The greatest mystery of the hair and wardrobe department is how they managed to make a vibrant personality like Natalia Tena - playing a character like Tonks - look boring.
And then there’s Sirius Black.
*disclaimer* Yes. Gary Oldman is a very good actor.
Sirius was cheerful and good-looking before twelve years of imprisonment and torture, and he was skeletal and depressed after. His aristocratic handsomeness was a product of his backstory and a factor in his characterization.
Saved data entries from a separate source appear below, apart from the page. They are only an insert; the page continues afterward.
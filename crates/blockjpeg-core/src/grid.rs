//! Row-major 2D grids and fixed-size blocks.
//!
//! A [`Grid`] is the owned, rectangular buffer every pipeline stage reads and
//! writes: integer pixels before compression, real-valued coefficients in the
//! transform stage, and integer pixels again after decompression. A [`Block`]
//! is the fixed 8×8 array the per-patch stages work on once the size is known.

use std::ops::Index;

use image::{GrayImage, Luma};

use crate::error::{CodecError, Result};

/// Edge length of a square patch.
pub const PATCH_SIZE: usize = 8;

/// Number of coefficients in one patch.
pub const BLOCK_LEN: usize = PATCH_SIZE * PATCH_SIZE;

/// An 8×8 patch, indexed `[row][col]`.
pub type Block<T> = [[T; PATCH_SIZE]; PATCH_SIZE];

/// A grid of integer pixel intensities (0-255 conceptually, not clamped).
pub type PixelGrid = Grid<i32>;

/// A rectangular grid stored in row-major order.
#[derive(Debug, Clone, PartialEq)]
pub struct Grid<T> {
    height: usize,
    width: usize,
    data: Vec<T>,
}

impl<T> Grid<T> {
    /// Create a grid from a row-major buffer.
    ///
    /// Returns a shape error if `data.len() != height * width`.
    pub fn from_vec(height: usize, width: usize, data: Vec<T>) -> Result<Self> {
        let expected = height.checked_mul(width).ok_or_else(|| {
            CodecError::shape("grid dimensions overflow", height, width)
        })?;
        if data.len() != expected {
            return Err(CodecError::shape(
                format!("buffer holds {} values, expected {}", data.len(), expected),
                height,
                width,
            ));
        }
        Ok(Self {
            height,
            width,
            data,
        })
    }

    /// Build a grid by evaluating `f(y, x)` for every cell.
    pub fn from_fn(height: usize, width: usize, mut f: impl FnMut(usize, usize) -> T) -> Self {
        let mut data = Vec::with_capacity(height * width);
        for y in 0..height {
            for x in 0..width {
                data.push(f(y, x));
            }
        }
        Self {
            height,
            width,
            data,
        }
    }

    pub fn height(&self) -> usize {
        self.height
    }

    pub fn width(&self) -> usize {
        self.width
    }

    /// `(height, width)`, in the order the bitstream header stores them.
    pub fn dimensions(&self) -> (usize, usize) {
        (self.height, self.width)
    }

    /// Total number of cells.
    pub fn len(&self) -> usize {
        self.data.len()
    }

    pub fn is_empty(&self) -> bool {
        self.data.is_empty()
    }

    /// Get a cell, or `None` when out of bounds.
    pub fn get(&self, y: usize, x: usize) -> Option<&T> {
        if y < self.height && x < self.width {
            self.data.get(y * self.width + x)
        } else {
            None
        }
    }

    /// Iterate over the rows of the grid, top to bottom.
    pub fn rows(&self) -> impl Iterator<Item = &[T]> {
        self.data.chunks(self.width.max(1))
    }

    pub fn as_slice(&self) -> &[T] {
        &self.data
    }

    pub fn into_vec(self) -> Vec<T> {
        self.data
    }

    /// Apply `f` to every cell, producing a grid of the same shape.
    pub fn map<U>(&self, f: impl FnMut(&T) -> U) -> Grid<U> {
        Grid {
            height: self.height,
            width: self.width,
            data: self.data.iter().map(f).collect(),
        }
    }

    /// True when both dimensions are positive multiples of [`PATCH_SIZE`].
    pub fn is_patch_aligned(&self) -> bool {
        self.height > 0
            && self.width > 0
            && self.height % PATCH_SIZE == 0
            && self.width % PATCH_SIZE == 0
    }

    /// Return a shape error unless the grid tiles exactly into 8×8 patches.
    pub fn ensure_patch_aligned(&self) -> Result<()> {
        if self.is_patch_aligned() {
            Ok(())
        } else {
            Err(CodecError::shape(
                format!("dimensions must be positive multiples of {PATCH_SIZE}"),
                self.height,
                self.width,
            ))
        }
    }
}

impl<T: Clone> Grid<T> {
    /// Create a grid from nested rows.
    ///
    /// The rows must be non-empty and all of the same length; anything else
    /// is not a 2D grid and is reported as a shape error.
    pub fn from_rows(rows: Vec<Vec<T>>) -> Result<Self> {
        let height = rows.len();
        let width = rows.first().map_or(0, Vec::len);
        if height == 0 || width == 0 {
            return Err(CodecError::shape("grid must have at least one cell", height, width));
        }
        if let Some(bad) = rows.iter().position(|row| row.len() != width) {
            return Err(CodecError::shape(
                format!("row {bad} has {} values, expected {width}", rows[bad].len()),
                height,
                width,
            ));
        }
        let data = rows.into_iter().flatten().collect();
        Ok(Self {
            height,
            width,
            data,
        })
    }

    /// Create a grid with every cell set to `value`.
    pub fn filled(height: usize, width: usize, value: T) -> Self {
        Self {
            height,
            width,
            data: vec![value; height * width],
        }
    }

    /// Copy out the region starting at `(y, x)`, truncated at the grid edges.
    pub fn region(&self, y: usize, x: usize, height: usize, width: usize) -> Grid<T> {
        let y_end = (y + height).min(self.height);
        let x_end = (x + width).min(self.width);
        let out_h = y_end.saturating_sub(y);
        let out_w = x_end.saturating_sub(x);

        let mut data = Vec::with_capacity(out_h * out_w);
        for row in y..y_end {
            let start = row * self.width;
            data.extend_from_slice(&self.data[start + x..start + x_end]);
        }
        Grid {
            height: out_h,
            width: out_w,
            data,
        }
    }
}

impl<T: Copy + Default> Grid<T> {
    /// Copy an 8×8 grid into a fixed block.
    pub fn to_block(&self) -> Result<Block<T>> {
        if self.height != PATCH_SIZE || self.width != PATCH_SIZE {
            return Err(CodecError::shape(
                format!("patch must be {PATCH_SIZE}x{PATCH_SIZE}"),
                self.height,
                self.width,
            ));
        }
        let mut block = [[T::default(); PATCH_SIZE]; PATCH_SIZE];
        for (dst, src) in block.iter_mut().zip(self.data.chunks_exact(PATCH_SIZE)) {
            dst.copy_from_slice(src);
        }
        Ok(block)
    }

    /// Create an 8×8 grid from a fixed block.
    pub fn from_block(block: &Block<T>) -> Self {
        Self {
            height: PATCH_SIZE,
            width: PATCH_SIZE,
            data: block.iter().flatten().copied().collect(),
        }
    }
}

impl<T> Index<(usize, usize)> for Grid<T> {
    type Output = T;

    /// Index by `(row, col)`. Panics when out of bounds, like slice indexing.
    fn index(&self, (y, x): (usize, usize)) -> &T {
        assert!(
            y < self.height && x < self.width,
            "grid index ({y}, {x}) out of bounds for {}x{}",
            self.height,
            self.width
        );
        &self.data[y * self.width + x]
    }
}

impl PixelGrid {
    /// Convert an 8-bit grayscale image from the `image` crate.
    pub fn from_luma(img: &GrayImage) -> Self {
        let (width, height) = img.dimensions();
        Self {
            height: height as usize,
            width: width as usize,
            data: img.as_raw().iter().map(|&p| i32::from(p)).collect(),
        }
    }

    /// Convert to an 8-bit grayscale image, clamping to 0-255.
    pub fn to_luma(&self) -> Result<GrayImage> {
        let width = u32::try_from(self.width)
            .map_err(|_| CodecError::Domain(format!("width {} exceeds u32", self.width)))?;
        let height = u32::try_from(self.height)
            .map_err(|_| CodecError::Domain(format!("height {} exceeds u32", self.height)))?;
        Ok(GrayImage::from_fn(width, height, |x, y| {
            let v = self.data[y as usize * self.width + x as usize];
            Luma([v.clamp(0, 255) as u8])
        }))
    }

    /// Real-valued copy of the pixels.
    pub fn to_f64(&self) -> Grid<f64> {
        self.map(|&p| f64::from(p))
    }
}
//! Block discrete cosine transform.
//!
//! The forward transform projects an 8×8 patch onto 64 cosine basis filters,
//! one per frequency pair `(v, u)`:
//!
//! ```text
//! filter[v][u][y][x] = 0.25 * α(v) * α(u) * cos((2y+1)vπ/16) * cos((2x+1)uπ/16)
//! α(0) = 1/√2, α(k) = 1 otherwise
//! ```
//!
//! This is the orthonormal 2D DCT-II. The inverse uses the same expression
//! with the roles of pixel and frequency swapped, so each inverse filter is
//! indexed by an output pixel `(y, x)` and ranges over `(v, u)`.
//!
//! Both filter banks are built once per process and shared read-only.
//! Values stay `f64` throughout; nothing is clamped or rounded here.

use std::f64::consts::{FRAC_1_SQRT_2, PI};
use std::sync::OnceLock;

use crate::error::Result;
use crate::grid::{Block, Grid, PixelGrid, BLOCK_LEN, PATCH_SIZE};
use crate::patches::{assemble_patches, generate_patches, map_in_order};

/// Offset subtracted from pixels before the forward transform so that the
/// input is centred on zero like the cosine basis.
pub const LEVEL_SHIFT: i32 = 128;

/// `COSINE[k][i] = cos((2i+1)kπ/16)`.
static COSINE: OnceLock<Block<f64>> = OnceLock::new();

static FORWARD: OnceLock<FilterBank> = OnceLock::new();
static INVERSE: OnceLock<FilterBank> = OnceLock::new();

fn cosine_table() -> &'static Block<f64> {
    COSINE.get_or_init(|| {
        let mut table = [[0.0; PATCH_SIZE]; PATCH_SIZE];
        for (k, row) in table.iter_mut().enumerate() {
            for (i, value) in row.iter_mut().enumerate() {
                *value = ((2 * i + 1) as f64 * k as f64 * PI / 16.0).cos();
            }
        }
        table
    })
}

#[inline]
fn alpha(k: usize) -> f64 {
    if k == 0 {
        FRAC_1_SQRT_2
    } else {
        1.0
    }
}

/// Which way a [`FilterBank`] maps a block.
#[derive(Debug, Clone, Copy, PartialEq, Eq)]
pub enum Direction {
    /// Pixels to frequency coefficients.
    Forward,
    /// Frequency coefficients to pixels.
    Inverse,
}

/// A precomputed 8×8 weight matrix. Applying it to a patch yields one
/// output value: the sum of the elementwise product.
#[derive(Debug, Clone, Copy, PartialEq)]
pub struct BasisFilter {
    weights: Block<f64>,
}

impl BasisFilter {
    /// The forward basis filter for vertical frequency `v` and horizontal
    /// frequency `u`.
    pub fn cosine(v: usize, u: usize) -> Self {
        let cos = cosine_table();
        let scale = 0.25 * alpha(v) * alpha(u);
        let mut weights = [[0.0; PATCH_SIZE]; PATCH_SIZE];
        for y in 0..PATCH_SIZE {
            for x in 0..PATCH_SIZE {
                weights[y][x] = scale * cos[v][y] * cos[u][x];
            }
        }
        Self { weights }
    }

    pub fn weights(&self) -> &Block<f64> {
        &self.weights
    }

    /// Projection of `patch` onto this filter.
    #[inline]
    pub fn project(&self, patch: &Block<f64>) -> f64 {
        self.weights
            .iter()
            .flatten()
            .zip(patch.iter().flatten())
            .map(|(w, p)| w * p)
            .sum()
    }
}

/// The 64 filters of one transform direction, in row-major output order.
#[derive(Debug, Clone)]
pub struct FilterBank {
    direction: Direction,
    filters: Vec<BasisFilter>,
}

impl FilterBank {
    /// Shared forward bank, indexed by `(v, u)`.
    pub fn forward() -> &'static FilterBank {
        FORWARD.get_or_init(|| FilterBank::build(Direction::Forward))
    }

    /// Shared inverse bank, indexed by output pixel `(y, x)`.
    pub fn inverse() -> &'static FilterBank {
        INVERSE.get_or_init(|| FilterBank::build(Direction::Inverse))
    }

    pub fn for_direction(direction: Direction) -> &'static FilterBank {
        match direction {
            Direction::Forward => Self::forward(),
            Direction::Inverse => Self::inverse(),
        }
    }

    fn build(direction: Direction) -> Self {
        let forward: Vec<BasisFilter> = (0..BLOCK_LEN)
            .map(|i| BasisFilter::cosine(i / PATCH_SIZE, i % PATCH_SIZE))
            .collect();

        let filters = match direction {
            Direction::Forward => forward,
            Direction::Inverse => (0..BLOCK_LEN)
                .map(|i| {
                    let (y, x) = (i / PATCH_SIZE, i % PATCH_SIZE);
                    let mut weights = [[0.0; PATCH_SIZE]; PATCH_SIZE];
                    for v in 0..PATCH_SIZE {
                        for u in 0..PATCH_SIZE {
                            weights[v][u] = forward[v * PATCH_SIZE + u].weights[y][x];
                        }
                    }
                    BasisFilter { weights }
                })
                .collect(),
        };
        log::trace!("built {direction:?} DCT filter bank");

        Self { direction, filters }
    }

    pub fn direction(&self) -> Direction {
        self.direction
    }

    pub fn filters(&self) -> &[BasisFilter] {
        &self.filters
    }

    /// Apply every filter to `patch`, arranging the 64 results row-major.
    pub fn apply(&self, patch: &Block<f64>) -> Block<f64> {
        let mut out = [[0.0; PATCH_SIZE]; PATCH_SIZE];
        for (i, filter) in self.filters.iter().enumerate() {
            out[i / PATCH_SIZE][i % PATCH_SIZE] = filter.project(patch);
        }
        out
    }
}

/// Forward DCT of one 8×8 patch. `result[v][u]` is the coefficient for
/// vertical frequency `v` and horizontal frequency `u`.
pub fn forward_transform(patch: &Block<f64>) -> Block<f64> {
    FilterBank::forward().apply(patch)
}

/// Inverse DCT of one 8×8 coefficient block.
pub fn inverse_transform(coeffs: &Block<f64>) -> Block<f64> {
    FilterBank::inverse().apply(coeffs)
}

/// Transform every 8×8 block of `image` independently and reassemble the
/// results in the same row-major block order.
///
/// Both dimensions must be positive multiples of 8.
pub fn transform(image: &Grid<f64>, direction: Direction) -> Result<Grid<f64>> {
    image.ensure_patch_aligned()?;
    let bank = FilterBank::for_direction(direction);

    let blocks = generate_patches(image, PATCH_SIZE)?
        .map(|patch| patch.to_block())
        .collect::<Result<Vec<_>>>()?;
    let transformed = map_in_order(&blocks, |block| Grid::from_block(&bank.apply(block)));

    assemble_patches(&transformed, image.height(), image.width(), PATCH_SIZE)
}

/// Level-shift pixels by −128 and apply the forward transform to the whole
/// image.
///
/// Pixels are not clamped; the shift is done in `f64` so any `i32` is valid.
pub fn dct_image(pixels: &PixelGrid) -> Result<Grid<f64>> {
    let shifted = pixels.map(|&p| f64::from(p) - f64::from(LEVEL_SHIFT));
    transform(&shifted, Direction::Forward)
}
The contrast of his post-Azkaban self was part of his story’s tragedy.
The man was an insolently good-looking rebel who hated his blue-blood background, rode a motorcycle, wore Muggle t-shirts, had his last chance to develop fashion sense at age 22, and in OotP wore robes. What part of that says ‘Edwardian gentleman in olive velvet pinstriped suit’?
Bill’s scars were barely visible. Good to know werewolf attacks aren’t a big deal.
Narcissa Malfoy’s hair was violently reminiscent of Pepe Le Pew.
No one needs that.
Voldemort would have been terrifying with red eyes. These were absent for fear of being ‘distracting,’ but consider this:
No.
PS: For a masterclass in letting voice and gesture supplant eye and facial expression, see Hugo Weaving in V for Vendetta.
Where to even start with Professor Flitwick?
Most of these things would have been so damn easy to fix. Fans make these changes every day, self-taught in gifsets slapped together with illegally downloaded amateur software during their spare time between classes, just for kicks.
Maybe the filmmakers thought wild hair and bright eyes and big scars and punk clothing and men in long robes were all not quite normal enough for them.
Maybe they didn’t think these details were important.
Maybe they didn’t care.
The greatest mystery of the hair and wardrobe department is how they managed to make a vibrant personality like Natalia Tena - playing a character like Tonks - look boring.
Yet through all these movie too book comparisons that are rightfully agitating, none complain about the fact Snape had a beard in the book & had a much thinner appearance. Alan Rickman did portray Professor Snape immaculately! I just wish they give him a twisted little beard like they should have.